La foule et la solitude des êtres au milieu du groupe, la mélancolie et la facilité de se laisser porter ; le film aborde ces sujets à l’écran à travers une efficacité dans chaque plan. Mia Hansen-Løve montre combien la musique électronique rassemble les gens tout en les berçant dans une douce solitude.

Chacun oscille et sautille dans sa bulle, les trajectoires se croisent mais les interactions sont difficiles et compliquées.

La cinéaste isole les visages des protagonistes dans le cadre, la caméra portée devient de plus en plus stable et parallèlement, l’industrie du disque prend l’ascendant sur l’artisanat et le bricolage. Il y aura des rendez-vous manqués et des regrets. Mais l’histoire de Paul (Sven), sous le regard bienveillant de Mia, aboutit à une renaissance.

Le refus de passer à l’âge adulte

On ne peut qu’admirer la singularité des choix de mise en scène et le refus d’exubérance et de surenchère. Il faut noter l’importance des seconds rôles (Pauline Étienne, le toujours excellent Vincent Macaigne, Vincent Lacoste et Arnaud Azoulay en Daft Punk et le ténébreux Roman Kolinka) qui n’en sont pas vraiment tant ils ont de l’importance dans le parcours de Paul et dans la construction du récit.

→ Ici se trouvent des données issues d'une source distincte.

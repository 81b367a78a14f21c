//! Tessel Core
//!
//! This crate contains the shared utilities for the Tessel UI toolkit:
//! collections, math re-exports, geometry primitives, logging, profiling and
//! configuration.

pub mod alloc;
pub mod config;
pub mod geometry;
pub mod logging;
pub mod math;
pub mod profiling;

Dix années s’écoulent et pourtant le visage de Paul ne semble pas changer. Le choix assumé de ne pas faire vieillir par des artifices, l’acteur montre son refus de passer à l’âge adulte et l’idéalisation de la jeunesse. Comme d’autres, il n’aura pas la carrière flamboyante des Daft Punk. Par manque de talent ou de volonté ? Il s’est peut-être simplement laissé bercer par une trop belle illusion, pensant que la boucle musicale tournerait à l’infini.

Au terme du film, comme dans Un amour de jeunesse, c’est d’abord par un objet que l’on perçoit le début d’un renouveau : ici un dessin qu’on efface, avant un chapeau qui s’envole. Jusqu’alors toujours entouré, Paul se retrouve enfin seul pour la première fois dans une scène : Il efface le visage de son ami et commence enfin une nouvelle vie.

Délicat et juste, Eden n’est pas le film d’une génération mais le portrait intime d’une jeunesse qui ne sait pas comment faire pour avancer.